Palm is shipping its first Wi-Fi PDA in Europe, in an effort to kick-start the flagging market.
The new Palm Tungsten C is a high-end business PDA powered by a 400MHz Arm processor with 802.11b built in. Using WiFi with the power-hungry processor cuts Palm's vaunted battery life to eight hours, down to PocketPC levels.
Bluetooth is not built in, but can be added via a Secure Digital card slot. The software bundle includes Documents-to-Go, giving full compatibility with Word and Excel files.
Palm is also releasing the Zire 71, for the consumer market. It includes a built-in camera, enhanced multimedia support and Palm's clearest screen yet. It is aimed at Sony's Clie customers.
"It's been a very odd year for the market," said Tim Mahne, Palm sales director for northern Europe. "One month sales are up 20 per cent and then down 40 per cent the month after.
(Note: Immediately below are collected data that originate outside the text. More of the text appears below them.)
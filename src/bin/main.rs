use std::{process::ExitCode, sync::mpsc};

use tracing::{error, info, warn};
use tracing_subscriber::EnvFilter;

use hydre::{
    cli::{Cli, Commands, parse_args},
    config::{Config, load_config},
    control::{self, ControlAction, ControlCommand},
    daemon,
    error::SupervisorError,
    fault::{self, Fault},
    group::Group,
    reaper::Reaper,
    supervisor::Supervisor,
};

/// Exit code for configuration that cannot be loaded or used.
const CONFIG_FAILURE: u8 = 2;

fn main() -> ExitCode {
    let args = parse_args();
    init_logging(&args);

    let config = match load_config(args.command.config_path()) {
        Ok(config) => config,
        Err(err) => {
            error!("{err}");
            return ExitCode::from(CONFIG_FAILURE);
        }
    };

    let result = match &args.command {
        Commands::Run { .. } => {
            start_reaper();
            run_group(&config)
        }
        Commands::Supervise { .. } => {
            start_reaper();
            supervise(&config).map(|()| ExitCode::SUCCESS)
        }
        Commands::Start { daemon, .. } => {
            send_control_command(&config, ControlAction::Start, daemon, args.quiet)
        }
        Commands::Stop { daemon, .. } => {
            send_control_command(&config, ControlAction::Stop, daemon, args.quiet)
        }
    };

    match result {
        Ok(code) => code,
        Err(SupervisorError::Config(err)) => {
            error!("{err}");
            ExitCode::from(CONFIG_FAILURE)
        }
        Err(err) => {
            error!("{err}");
            ExitCode::FAILURE
        }
    }
}

fn init_logging(args: &Cli) {
    let filter = if let Some(level) = args.log_level {
        EnvFilter::new(level.as_str())
    } else {
        EnvFilter::try_from_default_env().unwrap_or_else(|_| EnvFilter::new("info"))
    };

    // stdout belongs to the daemons and to control replies.
    let _ = tracing_subscriber::fmt()
        .with_env_filter(filter)
        .with_writer(std::io::stderr)
        .try_init();
}

fn start_reaper() {
    if let Err(err) = Reaper::start() {
        warn!("Failed to install the child reaper: {err}");
    }
}

/// Fail-fast mode: succeeds only when a termination signal ended the group.
fn run_group(config: &Config) -> Result<ExitCode, SupervisorError> {
    let (faults_tx, faults_rx) = fault::channel();

    let signal_tx = faults_tx.clone();
    ctrlc::set_handler(move || fault::post(&signal_tx, Fault::Terminated))?;

    let group = Group::new(daemon::daemon_set(config), config.timeout());
    match group.run_with(faults_tx, faults_rx) {
        Fault::Terminated => {
            info!("Daemon group stopped on request");
            Ok(ExitCode::SUCCESS)
        }
        _ => Ok(ExitCode::FAILURE),
    }
}

fn supervise(config: &Config) -> Result<(), SupervisorError> {
    let supervisor = Supervisor::new(config)?;

    let (shutdown_tx, shutdown_rx) = mpsc::channel();
    ctrlc::set_handler(move || {
        let _ = shutdown_tx.send(());
    })?;

    supervisor.run(shutdown_rx)
}

fn send_control_command(
    config: &Config,
    action: ControlAction,
    daemon: &str,
    quiet: bool,
) -> Result<ExitCode, SupervisorError> {
    let addr = config.client_addr()?;
    let reply = control::send_command(&addr, &ControlCommand::new(action, daemon))?;
    if !quiet && !reply.is_empty() {
        println!("{reply}");
    }
    Ok(ExitCode::SUCCESS)
}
"There are three product cycles interacting, as early adopters, business and consumers all buy to different patterns."
Overall, Palm is now the dominant PDA vendor in the UK market, according to figures from GFK. However, figures for Europe from mobile analyst Canalys show that the company is losing in volume shipments of portable devices to both smart phones and Microsoft's Pocket PC operating system.
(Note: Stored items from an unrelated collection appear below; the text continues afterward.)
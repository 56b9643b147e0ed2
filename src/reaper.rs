//! Process-wide reaper of exited children.
//!
//! When hydre is the init process of a container, every orphan in the namespace is
//! re-parented to it and must be waited on or it lingers as a zombie. The reaper is a
//! single service, started once at boot, that drains all waitable children whenever
//! `SIGCHLD` arrives. Outside of an init role it only collects hydre's own children,
//! which the daemon watchers already tolerate.
//!
//! Code that needs a command's exit status spawns it with [`spawn_tracked`] and collects
//! it with [`wait_tracked`]. If the reaper wins the race for a tracked child it hands
//! the status over instead of dropping it, so neither side ever waits on the other.
use std::{
    collections::BTreeMap,
    io,
    process::{Child, Command},
    sync::{
        Condvar, Mutex, MutexGuard, OnceLock, PoisonError,
        atomic::{AtomicU64, Ordering},
    },
    thread,
};

use nix::{
    errno::Errno,
    sys::wait::{WaitPidFlag, WaitStatus, waitpid},
    unistd::{Pid, getpid},
};
use signal_hook::{consts::signal::SIGCHLD, iterator::Signals};
use tracing::{debug, info, warn};

/// Tracked children by PID, with the status the reaper collected on their behalf.
static IN_FLIGHT: Mutex<BTreeMap<i32, Option<WaitStatus>>> = Mutex::new(BTreeMap::new());

/// Signalled whenever the reaper records the status of a tracked child.
static COLLECTED: Condvar = Condvar::new();

static REAPER: OnceLock<Reaper> = OnceLock::new();

/// Handle to the running reaper service.
#[derive(Debug)]
pub struct Reaper {
    reaped: AtomicU64,
}

impl Reaper {
    /// Installs the `SIGCHLD` subscription and the reaping thread.
    ///
    /// Only the first call installs anything; later calls return the running instance.
    pub fn start() -> io::Result<&'static Reaper> {
        static INSTALL: Mutex<()> = Mutex::new(());
        let _install = INSTALL.lock().unwrap_or_else(PoisonError::into_inner);

        if let Some(reaper) = REAPER.get() {
            return Ok(reaper);
        }

        let mut signals = Signals::new([SIGCHLD])?;
        let reaper = REAPER.get_or_init(|| Reaper {
            reaped: AtomicU64::new(0),
        });

        thread::Builder::new()
            .name("reaper".into())
            .spawn(move || {
                // Children that exited before the subscription existed.
                reaper.record(reap_children());
                for _ in signals.forever() {
                    reaper.record(reap_children());
                }
            })?;

        let pid = getpid();
        if pid.as_raw() == 1 {
            info!("Reaper installed; running as init, orphans will be collected");
        } else {
            debug!("Reaper installed for PID {pid}");
        }

        Ok(reaper)
    }

    /// Returns the running reaper, if [`Reaper::start`] was called.
    pub fn get() -> Option<&'static Reaper> {
        REAPER.get()
    }

    /// Number of children collected by the signal-driven loop so far.
    pub fn reaped(&self) -> u64 {
        self.reaped.load(Ordering::Relaxed)
    }

    fn record(&self, count: usize) {
        self.reaped.fetch_add(count as u64, Ordering::Relaxed);
    }
}

fn in_flight() -> MutexGuard<'static, BTreeMap<i32, Option<WaitStatus>>> {
    IN_FLIGHT.lock().unwrap_or_else(PoisonError::into_inner)
}

/// Spawns `command` and registers the child so its exit status survives the reaper.
///
/// The child must be collected with [`wait_tracked`].
pub fn spawn_tracked(command: &mut Command) -> io::Result<Child> {
    // Registration happens under the lock the reaper needs to record a status, so a
    // child that exits immediately is still recognised as tracked.
    let mut in_flight = in_flight();
    let child = command.spawn()?;
    in_flight.insert(child.id() as i32, None);
    Ok(child)
}

/// Blocks until the tracked child `pid` exited and returns its status.
pub fn wait_tracked(pid: Pid) -> io::Result<WaitStatus> {
    loop {
        match waitpid(pid, None) {
            Ok(status @ (WaitStatus::Exited(..) | WaitStatus::Signaled(..))) => {
                in_flight().remove(&pid.as_raw());
                return Ok(status);
            }
            Ok(_) | Err(Errno::EINTR) => continue,
            Err(Errno::ECHILD) => break,
            Err(err) => {
                in_flight().remove(&pid.as_raw());
                return Err(err.into());
            }
        }
    }

    // The reaper collected the child; wait for it to publish the status.
    let mut in_flight = in_flight();
    loop {
        match in_flight.get(&pid.as_raw()) {
            Some(Some(status)) => {
                let status = *status;
                in_flight.remove(&pid.as_raw());
                return Ok(status);
            }
            Some(None) => {
                in_flight = COLLECTED
                    .wait(in_flight)
                    .unwrap_or_else(PoisonError::into_inner);
            }
            None => {
                return Err(io::Error::new(
                    io::ErrorKind::NotFound,
                    format!("PID {pid} is not a tracked child"),
                ));
            }
        }
    }
}

/// Hands `status` to a [`wait_tracked`] caller if `pid` is tracked.
fn publish(pid: Pid, status: WaitStatus) {
    let mut in_flight = in_flight();
    if let Some(slot) = in_flight.get_mut(&pid.as_raw()) {
        *slot = Some(status);
        COLLECTED.notify_all();
    }
}

/// Collects every child that can be reaped right now and returns how many were.
pub fn reap_children() -> usize {
    let mut count = 0;

    loop {
        match waitpid(Pid::from_raw(-1), Some(WaitPidFlag::WNOHANG)) {
            Ok(WaitStatus::StillAlive) => break,
            Ok(status) => {
                if let Some(pid) = status.pid() {
                    debug!("Reaped PID {pid}: {status:?}");
                    if matches!(status, WaitStatus::Exited(..) | WaitStatus::Signaled(..)) {
                        publish(pid, status);
                    }
                    count += 1;
                }
            }
            Err(Errno::EINTR) => continue,
            Err(Errno::ECHILD) => break,
            Err(err) => {
                warn!("Reaper waitpid failed: {err}");
                break;
            }
        }
    }

    count
}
In the latter case new entrants like Dell and Viewsonic have boosted the number of systems using PocketPC even if none of the manufacturers have a lock on the market.
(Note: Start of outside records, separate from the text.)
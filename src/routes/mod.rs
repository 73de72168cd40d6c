mod auth;
mod fields;
mod friends;
mod games;
mod health;
mod users;

use axum::Router;

use crate::state::AppState;

/// Build the complete application router.
///
/// Structure:
/// - `GET /health` — lightweight health check (used by the deploy platform)
/// - `/api/v1/auth/...` — signup, signin, token refresh, signout
/// - `/api/v1/users/...` — profiles
/// - `/api/v1/fields/...` — fields and slot availability
/// - `/api/v1/games/...` — bookings and rosters
/// - `/api/v1/friends/...` — friend relations
pub fn router() -> Router<AppState> {
    let api_v1 = Router::new()
        .merge(health::api_router())
        .nest("/auth", auth::router())
        .nest("/users", users::router())
        .nest("/fields", fields::router())
        .nest("/games", games::router())
        .nest("/friends", friends::router());

    Router::new()
        .merge(health::root_router())
        .nest("/api/v1", api_v1)
}
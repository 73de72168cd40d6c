use sea_orm_migration::prelude::*;

/// Creates the `field` table for sports fields.
#[derive(DeriveMigrationName)]
pub struct Migration;

#[derive(DeriveIden)]
enum Field {
    Table,
    Id,
    Name,
    Latitude,
    Longitude,
    IsManaged,
    ManagerId,
    CreatedAt,
}

#[derive(DeriveIden)]
enum User {
    Table,
    Id,
}

#[async_trait::async_trait]
impl MigrationTrait for Migration {
    async fn up(&self, manager: &SchemaManager) -> Result<(), DbErr> {
        manager
            .create_table(
                Table::create()
                    .table(Field::Table)
                    .if_not_exists()
                    .col(ColumnDef::new(Field::Id).uuid().not_null().primary_key())
                    .col(ColumnDef::new(Field::Name).string_len(200).not_null())
                    .col(ColumnDef::new(Field::Latitude).double().not_null())
                    .col(ColumnDef::new(Field::Longitude).double().not_null())
                    .col(
                        ColumnDef::new(Field::IsManaged)
                            .boolean()
                            .not_null()
                            .default(false),
                    )
                    .col(ColumnDef::new(Field::ManagerId).uuid().null())
                    .col(
                        ColumnDef::new(Field::CreatedAt)
                            .timestamp_with_time_zone()
                            .not_null(),
                    )
                    .foreign_key(
                        ForeignKey::create()
                            .name("fk_field_manager_id")
                            .from(Field::Table, Field::ManagerId)
                            .to(User::Table, User::Id)
                            .on_delete(ForeignKeyAction::SetNull),
                    )
                    .to_owned(),
            )
            .await
    }

    async fn down(&self, manager: &SchemaManager) -> Result<(), DbErr> {
        manager
            .drop_table(Table::drop().table(Field::Table).to_owned())
            .await
    }
}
"The sheer number of PocketPC vendors and the lowering of prices has affected everyone," said Chris Jones, senior analyst at Canalys.
"Palm has been doing okay year-on-year for sales, but is under increasing pressure. The momentum is building behind PocketPC, and IT managers who specify large buys are more familiar with Microsoft. The pressure can only grow when the next version of PocketPC comes out later this year."
Palm has also announced that it is at last ready to ship the Tungsten W, originally scheduled for October last year. The company explained that European certification has held up shipping, but that units will be with the channel by the end of the week.